DATA TO USE below:

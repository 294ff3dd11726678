//! Outgoing clients, cached per peer.

use crate::client::HostClient;
use crate::errors::ConnectError;
use futures::future::{BoxFuture, Shared};
use futures::FutureExt;
use libp2p::PeerId;
use log::*;
use parking_lot::Mutex;
use std::collections::HashMap;
use std::future::Future;
use std::sync::Arc;

type PendingConnect = Shared<BoxFuture<'static, Result<HostClient, ConnectError>>>;

#[derive(Default)]
struct PoolState {
    clients: HashMap<PeerId, HostClient>,
    connecting: HashMap<PeerId, PendingConnect>,
}

/// A cache of established clients keyed by peer id. Cheap to clone.
///
/// [`ClientPool::ensure_client`] never runs two connects for the same peer at once: callers that arrive while one is
/// in flight wait for it and get its result, success or failure.
#[derive(Default, Clone)]
pub struct ClientPool {
    state: Arc<Mutex<PoolState>>,
}

impl ClientPool {
    pub fn new() -> Self {
        Self::default()
    }

    /// Look up a live client. Never touches the network.
    pub fn get_client(&self, peer: &PeerId) -> Option<HostClient> {
        let state = self.state.lock();
        state.clients.get(peer).filter(|c| !c.is_closed()).cloned()
    }

    /// Return the cached client for `peer`, or establish one with `connect` and cache it.
    pub async fn ensure_client<F, Fut>(&self, peer: PeerId, connect: F) -> Result<HostClient, ConnectError>
    where
        F: FnOnce() -> Fut,
        Fut: Future<Output = Result<HostClient, ConnectError>> + Send + 'static,
    {
        let pending = {
            let mut state = self.state.lock();
            if let Some(client) = state.clients.get(&peer) {
                if !client.is_closed() {
                    return Ok(client.clone());
                }
                trace!("Dropping closed client for {peer}");
                state.clients.remove(&peer);
            }
            match state.connecting.get(&peer) {
                Some(pending) => {
                    trace!("Joining in-flight connect to {peer}");
                    pending.clone()
                }
                None => {
                    let pending = connect().boxed().shared();
                    state.connecting.insert(peer, pending.clone());
                    pending
                }
            }
        };
        let result = pending.clone().await;
        let mut state = self.state.lock();
        // Only the first waiter to get here settles the entry; later ones find it gone or replaced.
        if state.connecting.get(&peer).is_some_and(|p| p.ptr_eq(&pending)) {
            state.connecting.remove(&peer);
            if let Ok(client) = &result {
                state.clients.insert(peer, client.clone());
            }
        }
        result
    }

    /// Cache a client that was established elsewhere, replacing any earlier one.
    pub fn insert(&self, client: HostClient) -> Option<HostClient> {
        let peer = client.remote_peer();
        self.state.lock().clients.insert(peer, client)
    }

    pub fn remove(&self, peer: &PeerId) -> Option<HostClient> {
        self.state.lock().clients.remove(peer)
    }

    pub fn peers(&self) -> Vec<PeerId> {
        self.state.lock().clients.keys().copied().collect()
    }

    pub fn len(&self) -> usize {
        self.state.lock().clients.len()
    }

    pub fn is_empty(&self) -> bool {
        self.len() == 0
    }

    /// Close and forget every cached client.
    pub fn close_all(&self) {
        let clients: Vec<HostClient> = {
            let mut state = self.state.lock();
            state.clients.drain().map(|(_, c)| c).collect()
        };
        for client in clients {
            client.close();
        }
    }
}

#[cfg(test)]
mod test {
    use super::*;
    use crate::client::test::connected_client;
    use libp2p::identity::Keypair;
    use std::sync::atomic::{AtomicUsize, Ordering};
    use std::time::Duration;

    fn peer() -> PeerId {
        Keypair::generate_ed25519().public().to_peer_id()
    }

    #[tokio::test]
    async fn concurrent_callers_share_one_connect() {
        let pool = ClientPool::new();
        let (client, _handlers) = connected_client().await;
        let target = client.remote_peer();
        let dials = Arc::new(AtomicUsize::new(0));
        let attempt = || {
            let dials = Arc::clone(&dials);
            let client = client.clone();
            move || async move {
                dials.fetch_add(1, Ordering::SeqCst);
                tokio::time::sleep(Duration::from_millis(50)).await;
                Ok::<_, ConnectError>(client)
            }
        };
        let (a, b, c) = tokio::join!(
            pool.ensure_client(target, attempt()),
            pool.ensure_client(target, attempt()),
            pool.ensure_client(target, attempt()),
        );
        assert_eq!(dials.load(Ordering::SeqCst), 1);
        for res in [a, b, c] {
            assert_eq!(res.unwrap().remote_peer(), target);
        }
        assert_eq!(pool.peers(), vec![target]);
        assert!(pool.get_client(&target).is_some());
    }

    #[tokio::test]
    async fn failures_are_shared_and_not_cached() {
        let pool = ClientPool::new();
        let target = peer();
        let failing = move || async move {
            tokio::time::sleep(Duration::from_millis(20)).await;
            Err::<HostClient, _>(ConnectError::DialAllFailed { peer: target, attempts: 2 })
        };
        let (a, b) = tokio::join!(pool.ensure_client(target, failing), pool.ensure_client(target, failing));
        assert_eq!(a.unwrap_err(), ConnectError::DialAllFailed { peer: target, attempts: 2 });
        assert!(b.is_err());
        assert!(pool.is_empty());
        assert!(pool.get_client(&target).is_none());
    }

    #[tokio::test]
    async fn cached_clients_are_reused_until_closed() {
        let pool = ClientPool::new();
        let (client, _handlers) = connected_client().await;
        let target = client.remote_peer();
        assert!(pool.insert(client.clone()).is_none());
        let reused = pool
            .ensure_client(target, || async { Err::<HostClient, _>(ConnectError::Cancelled) })
            .await
            .expect("cached client should be returned without connecting");
        assert_eq!(reused.remote_peer(), target);

        client.close();
        assert!(pool.get_client(&target).is_none());
        let err =
            pool.ensure_client(target, || async { Err::<HostClient, _>(ConnectError::Cancelled) }).await.unwrap_err();
        assert_eq!(err, ConnectError::Cancelled);
        assert!(pool.is_empty());
    }

    #[tokio::test]
    async fn close_all_empties_the_pool() {
        let pool = ClientPool::new();
        let (client, _handlers) = connected_client().await;
        pool.insert(client.clone());
        pool.close_all();
        assert!(pool.is_empty());
        assert!(client.is_closed());
    }
}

End of DATA TO USE.

:: DESCRIPTION OF THE TASK ::
Scan the records above for the string "PeerId", then copy each line where it turns up.

:: PROBLEM SOLUTION ::
use libp2p::PeerId;
    clients: HashMap<PeerId, HostClient>,
    connecting: HashMap<PeerId, PendingConnect>,
    pub fn get_client(&self, peer: &PeerId) -> Option<HostClient> {
    pub async fn ensure_client<F, Fut>(&self, peer: PeerId, connect: F) -> Result<HostClient, ConnectError>
    pub fn remove(&self, peer: &PeerId) -> Option<HostClient> {
    pub fn peers(&self) -> Vec<PeerId> {
    fn peer() -> PeerId {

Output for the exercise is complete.